What you should do - Nothing in the records may be left out or reworded; return them exactly.

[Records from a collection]
* * * * * * * * *
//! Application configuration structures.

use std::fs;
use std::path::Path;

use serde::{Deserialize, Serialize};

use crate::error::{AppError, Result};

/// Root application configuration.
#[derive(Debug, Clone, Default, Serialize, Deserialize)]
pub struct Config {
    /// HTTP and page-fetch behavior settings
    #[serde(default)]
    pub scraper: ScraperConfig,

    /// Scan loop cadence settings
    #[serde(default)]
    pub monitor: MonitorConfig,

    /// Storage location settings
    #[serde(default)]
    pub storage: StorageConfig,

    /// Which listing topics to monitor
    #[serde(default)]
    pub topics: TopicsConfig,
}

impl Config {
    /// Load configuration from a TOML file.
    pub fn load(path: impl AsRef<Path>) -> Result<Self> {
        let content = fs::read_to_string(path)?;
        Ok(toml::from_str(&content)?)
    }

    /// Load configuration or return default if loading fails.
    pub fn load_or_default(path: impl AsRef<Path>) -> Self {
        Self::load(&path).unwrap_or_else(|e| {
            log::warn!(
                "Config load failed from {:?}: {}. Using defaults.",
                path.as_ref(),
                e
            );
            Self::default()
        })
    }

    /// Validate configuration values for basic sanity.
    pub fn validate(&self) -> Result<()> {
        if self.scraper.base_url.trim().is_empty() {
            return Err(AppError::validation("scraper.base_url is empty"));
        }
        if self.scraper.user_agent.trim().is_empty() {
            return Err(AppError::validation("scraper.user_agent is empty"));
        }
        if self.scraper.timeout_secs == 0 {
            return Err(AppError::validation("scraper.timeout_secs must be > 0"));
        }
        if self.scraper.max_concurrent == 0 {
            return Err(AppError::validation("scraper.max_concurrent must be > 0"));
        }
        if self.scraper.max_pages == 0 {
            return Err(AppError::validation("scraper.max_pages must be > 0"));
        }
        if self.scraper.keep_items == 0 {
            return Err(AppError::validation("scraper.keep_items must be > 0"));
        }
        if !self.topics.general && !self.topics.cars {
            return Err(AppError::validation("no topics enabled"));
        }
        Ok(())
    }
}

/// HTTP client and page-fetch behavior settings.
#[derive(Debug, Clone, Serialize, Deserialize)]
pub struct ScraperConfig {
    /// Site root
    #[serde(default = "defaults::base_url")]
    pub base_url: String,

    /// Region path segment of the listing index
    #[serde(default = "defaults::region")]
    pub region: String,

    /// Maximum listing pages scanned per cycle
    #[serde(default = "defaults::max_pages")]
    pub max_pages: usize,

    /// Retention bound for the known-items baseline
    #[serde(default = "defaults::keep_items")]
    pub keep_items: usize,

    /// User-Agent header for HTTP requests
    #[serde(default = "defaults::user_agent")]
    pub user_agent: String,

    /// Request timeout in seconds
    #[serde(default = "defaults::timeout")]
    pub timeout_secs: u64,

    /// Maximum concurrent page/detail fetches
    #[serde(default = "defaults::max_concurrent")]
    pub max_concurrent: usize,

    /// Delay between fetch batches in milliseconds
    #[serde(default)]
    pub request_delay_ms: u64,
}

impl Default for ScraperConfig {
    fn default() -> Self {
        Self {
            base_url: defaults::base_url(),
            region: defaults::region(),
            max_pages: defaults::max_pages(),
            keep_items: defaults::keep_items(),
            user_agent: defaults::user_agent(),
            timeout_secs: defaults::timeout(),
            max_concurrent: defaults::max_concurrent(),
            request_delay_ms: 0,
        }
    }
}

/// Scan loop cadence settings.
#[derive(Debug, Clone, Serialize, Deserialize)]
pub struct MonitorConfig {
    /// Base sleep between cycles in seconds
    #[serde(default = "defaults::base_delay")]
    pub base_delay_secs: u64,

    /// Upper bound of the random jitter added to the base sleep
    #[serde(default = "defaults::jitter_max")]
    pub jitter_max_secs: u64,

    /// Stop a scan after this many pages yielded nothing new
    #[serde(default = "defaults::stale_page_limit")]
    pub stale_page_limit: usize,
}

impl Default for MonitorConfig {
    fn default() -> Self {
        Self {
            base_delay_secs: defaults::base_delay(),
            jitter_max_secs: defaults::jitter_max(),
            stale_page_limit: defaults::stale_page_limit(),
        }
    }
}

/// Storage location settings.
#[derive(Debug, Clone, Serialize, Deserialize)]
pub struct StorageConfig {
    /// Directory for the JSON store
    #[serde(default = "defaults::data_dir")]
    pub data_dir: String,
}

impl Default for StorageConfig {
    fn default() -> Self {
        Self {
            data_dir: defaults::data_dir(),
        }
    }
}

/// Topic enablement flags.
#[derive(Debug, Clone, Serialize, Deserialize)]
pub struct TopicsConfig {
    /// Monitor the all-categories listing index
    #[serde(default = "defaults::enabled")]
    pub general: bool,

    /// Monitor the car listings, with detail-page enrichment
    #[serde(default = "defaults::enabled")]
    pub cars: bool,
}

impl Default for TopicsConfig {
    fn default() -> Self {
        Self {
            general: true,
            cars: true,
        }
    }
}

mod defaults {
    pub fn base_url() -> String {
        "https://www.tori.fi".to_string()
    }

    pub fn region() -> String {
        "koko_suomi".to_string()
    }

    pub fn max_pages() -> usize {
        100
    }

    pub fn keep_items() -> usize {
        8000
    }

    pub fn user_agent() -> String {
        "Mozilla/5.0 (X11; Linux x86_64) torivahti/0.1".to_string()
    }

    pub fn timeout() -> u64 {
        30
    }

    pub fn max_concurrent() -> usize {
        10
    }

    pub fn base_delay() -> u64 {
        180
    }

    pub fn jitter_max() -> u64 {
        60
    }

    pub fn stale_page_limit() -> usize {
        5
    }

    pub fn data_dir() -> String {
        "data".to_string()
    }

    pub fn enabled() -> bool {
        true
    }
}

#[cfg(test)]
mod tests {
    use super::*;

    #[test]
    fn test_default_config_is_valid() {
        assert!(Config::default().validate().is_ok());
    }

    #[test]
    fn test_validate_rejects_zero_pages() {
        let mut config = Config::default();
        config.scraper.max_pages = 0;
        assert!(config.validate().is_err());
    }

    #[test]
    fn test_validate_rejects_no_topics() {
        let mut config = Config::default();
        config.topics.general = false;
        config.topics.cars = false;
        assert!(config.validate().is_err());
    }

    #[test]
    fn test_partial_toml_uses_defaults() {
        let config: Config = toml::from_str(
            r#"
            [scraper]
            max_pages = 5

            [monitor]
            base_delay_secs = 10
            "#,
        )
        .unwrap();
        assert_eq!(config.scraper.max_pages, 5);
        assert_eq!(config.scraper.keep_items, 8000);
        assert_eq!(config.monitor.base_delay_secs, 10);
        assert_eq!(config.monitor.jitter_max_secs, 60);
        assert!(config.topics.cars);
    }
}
* * * * * * * * *
Task output -
//! Application configuration structures.

use std::fs;
use std::path::Path;

use serde::{Deserialize, Serialize};

use crate::error::{AppError, Result};

/// Root application configuration.
#[derive(Debug, Clone, Default, Serialize, Deserialize)]
pub struct Config {
    /// HTTP and page-fetch behavior settings
    #[serde(default)]
    pub scraper: ScraperConfig,

    /// Scan loop cadence settings
    #[serde(default)]
    pub monitor: MonitorConfig,

    /// Storage location settings
    #[serde(default)]
    pub storage: StorageConfig,

    /// Which listing topics to monitor
    #[serde(default)]
    pub topics: TopicsConfig,
}

impl Config {
    /// Load configuration from a TOML file.
    pub fn load(path: impl AsRef<Path>) -> Result<Self> {
        let content = fs::read_to_string(path)?;
        Ok(toml::from_str(&content)?)
    }

    /// Load configuration or return default if loading fails.
    pub fn load_or_default(path: impl AsRef<Path>) -> Self {
        Self::load(&path).unwrap_or_else(|e| {
            log::warn!(
                "Config load failed from {:?}: {}. Using defaults.",
                path.as_ref(),
                e
            );
            Self::default()
        })
    }

    /// Validate configuration values for basic sanity.
    pub fn validate(&self) -> Result<()> {
        if self.scraper.base_url.trim().is_empty() {
            return Err(AppError::validation("scraper.base_url is empty"));
        }
        if self.scraper.user_agent.trim().is_empty() {
            return Err(AppError::validation("scraper.user_agent is empty"));
        }
        if self.scraper.timeout_secs == 0 {
            return Err(AppError::validation("scraper.timeout_secs must be > 0"));
        }
        if self.scraper.max_concurrent == 0 {
            return Err(AppError::validation("scraper.max_concurrent must be > 0"));
        }
        if self.scraper.max_pages == 0 {
            return Err(AppError::validation("scraper.max_pages must be > 0"));
        }
        if self.scraper.keep_items == 0 {
            return Err(AppError::validation("scraper.keep_items must be > 0"));
        }
        if !self.topics.general && !self.topics.cars {
            return Err(AppError::validation("no topics enabled"));
        }
        Ok(())
    }
}

/// HTTP client and page-fetch behavior settings.
#[derive(Debug, Clone, Serialize, Deserialize)]
pub struct ScraperConfig {
    /// Site root
    #[serde(default = "defaults::base_url")]
    pub base_url: String,

    /// Region path segment of the listing index
    #[serde(default = "defaults::region")]
    pub region: String,

    /// Maximum listing pages scanned per cycle
    #[serde(default = "defaults::max_pages")]
    pub max_pages: usize,

    /// Retention bound for the known-items baseline
    #[serde(default = "defaults::keep_items")]
    pub keep_items: usize,

    /// User-Agent header for HTTP requests
    #[serde(default = "defaults::user_agent")]
    pub user_agent: String,

    /// Request timeout in seconds
    #[serde(default = "defaults::timeout")]
    pub timeout_secs: u64,

    /// Maximum concurrent page/detail fetches
    #[serde(default = "defaults::max_concurrent")]
    pub max_concurrent: usize,

    /// Delay between fetch batches in milliseconds
    #[serde(default)]
    pub request_delay_ms: u64,
}

impl Default for ScraperConfig {
    fn default() -> Self {
        Self {
            base_url: defaults::base_url(),
            region: defaults::region(),
            max_pages: defaults::max_pages(),
            keep_items: defaults::keep_items(),
            user_agent: defaults::user_agent(),
            timeout_secs: defaults::timeout(),
            max_concurrent: defaults::max_concurrent(),
            request_delay_ms: 0,
        }
    }
}

/// Scan loop cadence settings.
#[derive(Debug, Clone, Serialize, Deserialize)]
pub struct MonitorConfig {
    /// Base sleep between cycles in seconds
    #[serde(default = "defaults::base_delay")]
    pub base_delay_secs: u64,

    /// Upper bound of the random jitter added to the base sleep
    #[serde(default = "defaults::jitter_max")]
    pub jitter_max_secs: u64,

    /// Stop a scan after this many pages yielded nothing new
    #[serde(default = "defaults::stale_page_limit")]
    pub stale_page_limit: usize,
}

impl Default for MonitorConfig {
    fn default() -> Self {
        Self {
            base_delay_secs: defaults::base_delay(),
            jitter_max_secs: defaults::jitter_max(),
            stale_page_limit: defaults::stale_page_limit(),
        }
    }
}

/// Storage location settings.
#[derive(Debug, Clone, Serialize, Deserialize)]
pub struct StorageConfig {
    /// Directory for the JSON store
    #[serde(default = "defaults::data_dir")]
    pub data_dir: String,
}

impl Default for StorageConfig {
    fn default() -> Self {
        Self {
            data_dir: defaults::data_dir(),
        }
    }
}

/// Topic enablement flags.
#[derive(Debug, Clone, Serialize, Deserialize)]
pub struct TopicsConfig {
    /// Monitor the all-categories listing index
    #[serde(default = "defaults::enabled")]
    pub general: bool,

    /// Monitor the car listings, with detail-page enrichment
    #[serde(default = "defaults::enabled")]
    pub cars: bool,
}

impl Default for TopicsConfig {
    fn default() -> Self {
        Self {
            general: true,
            cars: true,
        }
    }
}

mod defaults {
    pub fn base_url() -> String {
        "https://www.tori.fi".to_string()
    }

    pub fn region() -> String {
        "koko_suomi".to_string()
    }

    pub fn max_pages() -> usize {
        100
    }

    pub fn keep_items() -> usize {
        8000
    }

    pub fn user_agent() -> String {
        "Mozilla/5.0 (X11; Linux x86_64) torivahti/0.1".to_string()
    }

    pub fn timeout() -> u64 {
        30
    }

    pub fn max_concurrent() -> usize {
        10
    }

    pub fn base_delay() -> u64 {
        180
    }

    pub fn jitter_max() -> u64 {
        60
    }

    pub fn stale_page_limit() -> usize {
        5
    }

    pub fn data_dir() -> String {
        "data".to_string()
    }

    pub fn enabled() -> bool {
        true
    }
}

#[cfg(test)]
mod tests {
    use super::*;

    #[test]
    fn test_default_config_is_valid() {
        assert!(Config::default().validate().is_ok());
    }

    #[test]
    fn test_validate_rejects_zero_pages() {
        let mut config = Config::default();
        config.scraper.max_pages = 0;
        assert!(config.validate().is_err());
    }

    #[test]
    fn test_validate_rejects_no_topics() {
        let mut config = Config::default();
        config.topics.general = false;
        config.topics.cars = false;
        assert!(config.validate().is_err());
    }

    #[test]
    fn test_partial_toml_uses_defaults() {
        let config: Config = toml::from_str(
            r#"
            [scraper]
            max_pages = 5

            [monitor]
            base_delay_secs = 10
            "#,
        )
        .unwrap();
        assert_eq!(config.scraper.max_pages, 5);
        assert_eq!(config.scraper.keep_items, 8000);
        assert_eq!(config.monitor.base_delay_secs, 10);
        assert_eq!(config.monitor.jitter_max_secs, 60);
        assert!(config.topics.cars);
    }
}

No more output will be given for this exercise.